プロボクシングの世界3階級制覇王者ジョンリエル・カシメロ(フィリピン、34)が2023年10月12日、東京・有明アリーナでスーパーバンタム級ノンタイトル戦で元IBF世界同級王者・小國以載(角海老宝石、35)と対戦する。11日の前日計量では両者55.3キロで一発パスした。

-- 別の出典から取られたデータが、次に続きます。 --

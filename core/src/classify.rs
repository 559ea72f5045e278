//! Response classification.
//!
//! Order matters: a body that does not decode as JSON is classified before
//! headers are read, so a garbled response never touches the rate limit
//! state. Everything else updates the tracker, then is sorted by status.

use std::collections::BTreeMap;

use serde_json::Value;

use crate::error::{ClientError, ErrorContext, ErrorKind};
use crate::http::{ApiRequest, HttpMethod, HttpResponse};
use crate::rate_limit::RateLimitHeaders;

pub(crate) const TOO_MANY_REQUESTS: u16 = 429;

/// Successful result of `ClickUpClient::execute`.
#[derive(Debug, Clone, PartialEq)]
pub enum ApiResponse {
    Json(Value),
    /// DELETE endpoints answer with an empty object; the status is returned.
    Status(u16),
}

impl ApiResponse {
    pub fn into_json(self) -> Value {
        match self {
            Self::Json(value) => value,
            Self::Status(_) => Value::Null,
        }
    }
}

#[derive(Debug)]
pub(crate) enum Outcome {
    DecodeFailure(serde_json::Error),
    RateLimited { retryable: bool },
    HardError(ClientError),
    Success(ApiResponse),
}

#[derive(Debug)]
pub(crate) struct Classification {
    pub(crate) outcome: Outcome,
    /// `None` only for decode failures.
    pub(crate) rate_limit: Option<RateLimitHeaders>,
}

pub(crate) fn classify(request: &ApiRequest, response: &HttpResponse, retry_rate_limited: bool) -> Classification {
    let body = match response.json() {
        Ok(body) => body,
        Err(err) => {
            return Classification {
                outcome: Outcome::DecodeFailure(err),
                rate_limit: None,
            }
        }
    };
    let rate_limit = Some(RateLimitHeaders::from_response(response));

    let outcome = if response.status == TOO_MANY_REQUESTS {
        Outcome::RateLimited {
            retryable: retry_rate_limited,
        }
    } else if !response.is_ok() {
        Outcome::HardError(
            ClientError::new(ErrorKind::Upstream, error_message(&body))
                .with_status(response.status)
                .with_context(error_context(request, response)),
        )
    } else if request.method == HttpMethod::Delete {
        Outcome::Success(ApiResponse::Status(response.status))
    } else {
        Outcome::Success(ApiResponse::Json(body))
    };

    Classification { outcome, rate_limit }
}

/// The `err` field when present, otherwise the whole body as JSON text.
pub(crate) fn error_message(body: &Value) -> String {
    match body.get("err") {
        Some(Value::String(message)) => message.clone(),
        Some(other) => other.to_string(),
        None => body.to_string(),
    }
}

pub(crate) fn error_context(request: &ApiRequest, response: &HttpResponse) -> ErrorContext {
    let headers: BTreeMap<String, String> = response
        .headers
        .iter()
        .map(|(name, value)| (name.to_ascii_lowercase(), value.clone()))
        .collect();
    ErrorContext {
        response: response.body.clone(),
        headers,
        uri: request.uri.clone(),
        data: request.payload().cloned(),
    }
}

#[cfg(test)]
mod tests {
    use super::*;
    use serde_json::json;

    fn ok_headers(response: HttpResponse) -> HttpResponse {
        response
            .with_header("x-ratelimit-remaining", "99")
            .with_header("x-ratelimit-reset", "1700000000")
    }

    #[test]
    fn non_json_body_is_decode_failure() {
        let response = ok_headers(HttpResponse::new(502, "<html>Bad Gateway</html>"));
        let result = classify(&ApiRequest::get("team"), &response, false);
        assert!(matches!(result.outcome, Outcome::DecodeFailure(_)));
        assert!(result.rate_limit.is_none());
    }

    #[test]
    fn decode_failure_wins_over_status() {
        let response = HttpResponse::new(429, "");
        let result = classify(&ApiRequest::get("team"), &response, true);
        assert!(matches!(result.outcome, Outcome::DecodeFailure(_)));
    }

    #[test]
    fn rate_limited_reports_retryability() {
        let response = HttpResponse::new(429, r#"{"err":"Rate limit reached","ECODE":"APP_002"}"#)
            .with_header("x-ratelimit-remaining", "0")
            .with_header("x-ratelimit-reset", "1700000060");
        let result = classify(&ApiRequest::get("team"), &response, true);
        assert!(matches!(result.outcome, Outcome::RateLimited { retryable: true }));
        assert_eq!(
            result.rate_limit,
            Some(RateLimitHeaders {
                remaining: 0,
                reset: 1_700_000_060.0
            })
        );

        let result = classify(&ApiRequest::get("team"), &response, false);
        assert!(matches!(result.outcome, Outcome::RateLimited { retryable: false }));
    }

    #[test]
    fn hard_error_uses_err_field_and_context() {
        let request = ApiRequest::post("list/1/task").json(json!({"name": "x"}));
        let response = ok_headers(HttpResponse::new(400, r#"{"err":"Task name invalid","ECODE":"INPUT_005"}"#));
        let Outcome::HardError(err) = classify(&request, &response, false).outcome else {
            panic!("expected hard error");
        };
        assert_eq!(err.kind(), ErrorKind::Upstream);
        assert_eq!(err.message(), "Task name invalid");
        assert_eq!(err.status_code(), Some(400));
        let context = err.context().unwrap();
        assert_eq!(context.uri, "list/1/task");
        assert_eq!(context.data, Some(json!({"name": "x"})));
        assert_eq!(context.headers.get("x-ratelimit-remaining").map(String::as_str), Some("99"));
        assert!(context.response.contains("INPUT_005"));
    }

    #[test]
    fn hard_error_without_err_field_serializes_body() {
        let response = HttpResponse::new(500, r#"{"ECODE":"X"}"#);
        let Outcome::HardError(err) = classify(&ApiRequest::get("team"), &response, false).outcome else {
            panic!("expected hard error");
        };
        assert_eq!(err.message(), r#"{"ECODE":"X"}"#);
        assert!(err.context().unwrap().data.is_none());
    }

    #[test]
    fn delete_success_returns_status() {
        let response = HttpResponse::new(200, "{}");
        let result = classify(&ApiRequest::delete("task/abc"), &response, false);
        assert!(matches!(result.outcome, Outcome::Success(ApiResponse::Status(200))));
    }

    #[test]
    fn success_returns_body() {
        let response = HttpResponse::new(200, r#"{"teams":[]}"#);
        let Outcome::Success(ApiResponse::Json(body)) = classify(&ApiRequest::get("team"), &response, false).outcome
        else {
            panic!("expected json success");
        };
        assert_eq!(body, json!({"teams": []}));
    }
}
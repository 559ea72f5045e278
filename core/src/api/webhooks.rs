use serde::{Deserialize, Serialize};

use super::to_body;
use crate::client::ClickUpClient;
use crate::error::{ClientError, Result};
use crate::http::ApiRequest;
use crate::models::{CreateWebhook, Webhook, WebhookStatus};

#[derive(Deserialize)]
struct Webhooks {
    #[serde(default)]
    webhooks: Vec<Webhook>,
}

#[derive(Deserialize)]
struct Envelope {
    webhook: Webhook,
}

/// New endpoint, event filter and status for an existing webhook.
#[derive(Debug, Clone, Serialize)]
pub struct UpdateWebhook {
    pub endpoint: String,
    /// `"*"` or a comma separated list of event names.
    pub events: String,
    pub status: WebhookStatus,
}

impl UpdateWebhook {
    /// All events, marked active.
    pub fn endpoint(endpoint: impl Into<String>) -> Self {
        Self {
            endpoint: endpoint.into(),
            events: "*".to_string(),
            status: WebhookStatus::Active,
        }
    }
}

impl ClickUpClient {
    pub fn get_webhooks(&self, team_id: &str) -> Result<Vec<Webhook>> {
        let webhooks: Webhooks = self.fetch(ApiRequest::get(format!("team/{team_id}/webhook")))?;
        Ok(webhooks.webhooks)
    }

    pub fn create_webhook(&self, team_id: &str, webhook: &CreateWebhook) -> Result<Webhook> {
        if webhook.events.is_empty() {
            return Err(ClientError::validation("Webhook needs at least one event"));
        }
        let envelope: Envelope =
            self.fetch(ApiRequest::post(format!("team/{team_id}/webhook")).json(to_body(webhook)?))?;
        Ok(envelope.webhook)
    }

    pub fn update_webhook(&self, webhook_id: &str, update: &UpdateWebhook) -> Result<Webhook> {
        if update.events.trim().is_empty() {
            return Err(ClientError::validation("Webhook needs at least one event"));
        }
        let envelope: Envelope = self.fetch(ApiRequest::put(format!("webhook/{webhook_id}")).json(to_body(update)?))?;
        Ok(envelope.webhook)
    }

    pub fn delete_webhook(&self, webhook_id: &str) -> Result<()> {
        self.send(ApiRequest::delete(format!("webhook/{webhook_id}")))
    }
}

#[cfg(test)]
mod tests {
    use serde_json::json;

    use super::*;
    use crate::testing::{json_response, ManualClock, ScriptedTransport, NOW};

    fn client(transport: &ScriptedTransport) -> ClickUpClient {
        ClickUpClient::builder("pk_test")
            .transport(transport.clone())
            .clock(ManualClock::new(NOW))
            .build()
    }

    #[test]
    fn create_webhook_unwraps_envelope() {
        let transport = ScriptedTransport::new(vec![json_response(
            200,
            json!({"id": "4b67ac88", "webhook": {"id": "4b67ac88", "endpoint": "https://example.com/hook", "events": ["*"]}}),
        )]);
        let created = client(&transport)
            .create_webhook("108", &CreateWebhook::all_events("https://example.com/hook"))
            .unwrap();
        assert_eq!(created.id.as_deref(), Some("4b67ac88"));
        assert_eq!(
            transport.json_body(0),
            json!({"endpoint": "https://example.com/hook", "events": ["*"]})
        );
    }

    #[test]
    fn update_webhook_serializes_status() {
        let transport = ScriptedTransport::new(vec![json_response(
            200,
            json!({"id": "4b67ac88", "webhook": {"id": "4b67ac88", "health": {"status": "active", "fail_count": 0}}}),
        )]);
        let updated = client(&transport)
            .update_webhook("4b67ac88", &UpdateWebhook::endpoint("https://example.com/new"))
            .unwrap();
        assert_eq!(updated.health.unwrap().status, Some(WebhookStatus::Active));
        assert_eq!(
            transport.json_body(0),
            json!({"endpoint": "https://example.com/new", "events": "*", "status": "active"})
        );
    }

    #[test]
    fn webhook_without_events_is_rejected_locally() {
        let transport = ScriptedTransport::new(Vec::new());
        let mut webhook = CreateWebhook::all_events("https://example.com/hook");
        webhook.events.clear();
        let err = client(&transport).create_webhook("108", &webhook).unwrap_err();
        assert_eq!(err.kind(), crate::error::ErrorKind::Validation);
        assert_eq!(transport.calls(), 0);
    }

    #[test]
    fn list_webhooks() {
        let transport = ScriptedTransport::new(vec![json_response(200, json!({"webhooks": [{"id": "a"}, {"id": "b"}]}))]);
        assert_eq!(client(&transport).get_webhooks("108").unwrap().len(), 2);
    }
}
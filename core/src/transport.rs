//! Transport seam: executes one `HttpRequest`, never retries.

use std::time::Duration;

use crate::error::{ClientError, Result};
use crate::http::{HttpMethod, HttpRequest, HttpResponse};

/// Executes a single HTTP round-trip.
///
/// Implementations must return 4xx/5xx responses as `Ok` data; only failures
/// to obtain a response at all are errors.
pub trait Transport: Send + Sync {
    fn send(&self, request: &HttpRequest) -> Result<HttpResponse>;
}

/// Blocking transport backed by a `ureq` agent.
pub struct UreqTransport {
    agent: ureq::Agent,
}

impl UreqTransport {
    pub fn new(timeout: Option<Duration>) -> Self {
        let agent = ureq::Agent::config_builder()
            .http_status_as_error(false)
            .timeout_global(timeout)
            .build()
            .new_agent();
        Self { agent }
    }
}

impl Default for UreqTransport {
    fn default() -> Self {
        Self::new(None)
    }
}

impl std::fmt::Debug for UreqTransport {
    fn fmt(&self, f: &mut std::fmt::Formatter<'_>) -> std::fmt::Result {
        f.debug_struct("UreqTransport").finish_non_exhaustive()
    }
}

impl Transport for UreqTransport {
    fn send(&self, request: &HttpRequest) -> Result<HttpResponse> {
        let url = request.url.as_str();
        let result = match request.method {
            HttpMethod::Get => {
                let mut builder = self.agent.get(url);
                for (name, value) in &request.headers {
                    builder = builder.header(name.as_str(), value.as_str());
                }
                builder.call()
            }
            HttpMethod::Delete => {
                let mut builder = self.agent.delete(url);
                for (name, value) in &request.headers {
                    builder = builder.header(name.as_str(), value.as_str());
                }
                builder.call()
            }
            HttpMethod::Post | HttpMethod::Put => {
                let mut builder = if request.method == HttpMethod::Post {
                    self.agent.post(url)
                } else {
                    self.agent.put(url)
                };
                for (name, value) in &request.headers {
                    builder = builder.header(name.as_str(), value.as_str());
                }
                match &request.body {
                    Some(body) => builder.send(body.as_slice()),
                    None => builder.send_empty(),
                }
            }
        };

        let mut response = result.map_err(|source| {
            ClientError::transport(format!("{} {} failed: {source}", request.method, request.url), source)
        })?;

        let status = response.status().as_u16();
        let headers = response
            .headers()
            .iter()
            .map(|(name, value)| {
                (
                    name.as_str().to_ascii_lowercase(),
                    String::from_utf8_lossy(value.as_bytes()).into_owned(),
                )
            })
            .collect();
        let bytes = response.body_mut().read_to_vec().map_err(|source| {
            ClientError::transport(format!("reading body of {} {} failed: {source}", request.method, request.url), source)
        })?;

        Ok(HttpResponse {
            status,
            headers,
            body: String::from_utf8_lossy(&bytes).into_owned(),
        })
    }
}
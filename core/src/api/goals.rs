use chrono::{DateTime, Utc};
use serde::{Deserialize, Serialize};

use super::{millis, to_body, Query};
use crate::client::ClickUpClient;
use crate::error::Result;
use crate::http::ApiRequest;
use crate::models::Goal;

#[derive(Deserialize)]
struct Envelope {
    goal: Goal,
}

#[derive(Deserialize)]
struct Goals {
    #[serde(default)]
    goals: Vec<Goal>,
}

#[derive(Debug, Clone, Serialize)]
pub struct CreateGoal {
    pub name: String,
    #[serde(with = "millis", skip_serializing_if = "Option::is_none")]
    pub due_date: Option<DateTime<Utc>>,
    #[serde(skip_serializing_if = "Option::is_none")]
    pub description: Option<String>,
    pub multiple_owners: bool,
    #[serde(skip_serializing_if = "Vec::is_empty")]
    pub owners: Vec<i64>,
    #[serde(skip_serializing_if = "Option::is_none")]
    pub color: Option<String>,
}

impl CreateGoal {
    pub fn named(name: impl Into<String>) -> Self {
        Self {
            name: name.into(),
            due_date: None,
            description: None,
            multiple_owners: true,
            owners: Vec::new(),
            color: None,
        }
    }
}

#[derive(Debug, Clone, Default, Serialize)]
pub struct UpdateGoal {
    #[serde(skip_serializing_if = "Option::is_none")]
    pub name: Option<String>,
    #[serde(with = "millis", skip_serializing_if = "Option::is_none")]
    pub due_date: Option<DateTime<Utc>>,
    #[serde(skip_serializing_if = "Option::is_none")]
    pub description: Option<String>,
    #[serde(skip_serializing_if = "Vec::is_empty")]
    pub rem_owners: Vec<i64>,
    #[serde(skip_serializing_if = "Vec::is_empty")]
    pub add_owners: Vec<i64>,
    #[serde(skip_serializing_if = "Option::is_none")]
    pub color: Option<String>,
}

impl ClickUpClient {
    /// Owners are only sent when `multiple_owners` is set.
    pub fn create_goal(&self, team_id: &str, goal: &CreateGoal) -> Result<Goal> {
        let mut body = to_body(goal)?;
        if !goal.multiple_owners {
            if let Some(fields) = body.as_object_mut() {
                fields.remove("owners");
            }
        }
        let envelope: Envelope = self.fetch(ApiRequest::post(format!("team/{team_id}/goal")).json(body))?;
        Ok(envelope.goal)
    }

    pub fn update_goal(&self, goal_id: &str, update: &UpdateGoal) -> Result<Goal> {
        let envelope: Envelope = self.fetch(ApiRequest::put(format!("goal/{goal_id}")).json(to_body(update)?))?;
        Ok(envelope.goal)
    }

    pub fn delete_goal(&self, goal_id: &str) -> Result<()> {
        self.send(ApiRequest::delete(format!("goal/{goal_id}")))
    }

    pub fn get_goal(&self, goal_id: &str) -> Result<Goal> {
        let envelope: Envelope = self.fetch(ApiRequest::get(format!("goal/{goal_id}")))?;
        Ok(envelope.goal)
    }

    pub fn get_goals(&self, team_id: &str, include_completed: bool) -> Result<Vec<Goal>> {
        let uri = Query::new()
            .push("include_completed", include_completed)
            .apply(format!("team/{team_id}/goal"));
        let goals: Goals = self.fetch(ApiRequest::get(uri))?;
        Ok(goals.goals)
    }
}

スポーツ紙などの報道によると、計量を終えたカシメロは「小國を倒してから次は井上尚弥だ」とアピールしたという。カシメロは現在WBO同級3位にランクされており、WBO・WBC同級王者・井上尚弥(大橋、30)の対戦候補の1人に挙げられている。井上戦に向けどのようなファイトが求められるか。TMKジムの金平桂一郎会長(57)がJ-CASTの取材に見解を述べた。
「ただ勝つだけでなく...」
カシメロはライトフライ級、フライ級、バンタム級を制した3階級制覇王者で、戦績は33勝(28KO)4敗。対する小國はスーパーバンタム級で日本、東洋太平洋、世界のベルトを巻いた。戦績は21勝(8KO)2敗2分け。元世界王者同士による生き残りをかけた一戦となる。
金平会長はカシメロについて、「元世界チャンピオンの小國選手に対してただ勝つだけでなく、日本初のリングなのでどのように日本のファンに自身の強さをアピールできるかに尽きる。求められるのは、ノックアウトはもちろんのこと圧勝でしょう」とし、「小國選手は知名度も高く非常に良いマッチメイクだと思います。小國選手も『カシメロ選手を食ってやろう』という気持ちでリングに上がるでしょうから好ファイトが期待できます」と語った。
カシメロはバンタム級王者時代から井上との対戦をアピールし再三挑発してきた。20年4月に米ラスベガスで井上との対戦が内定したが、新型コロナウイルス拡大の影響で試合が延期され、その後消滅した。金平会長は井上を挑発し続けたことで日本での知名度が上がったと指摘した。
「カシメロは小國に負けないくらい知名度が高い」
「メディア報道をみると、今回の試合で小國選手よりカシメロ選手にスポットが当たっています。SNSで井上選手との対戦をアピールしてきたことが要因でしょう。元世界王者の日本人選手との対戦で海外から来た選手の方が注目されるのは、日本ボクシング界において非常に珍しいケースです。カシメロ選手は小國選手に負けないくらい日本において知名度が高いということを改めて示していると思います」(金平会長)
金平会長は、カシメロが小國戦で日本のボクシングファンが納得するような内容のあるファイトをすれば、来年にも井上に挑戦するチャンスが巡ってくる可能性があるとの見解を示した。
小國戦は地元フィリピンでも注目されており、フィリピンメディア「セブ・デイリー・ニュース」(WEB版)は、カシメロがパンチ力で小國を上回っているとし、カシメロ有利との見解を示した。同メディアは「カシメロは失った栄光を取り戻す使命に燃えている」と期待を寄せた。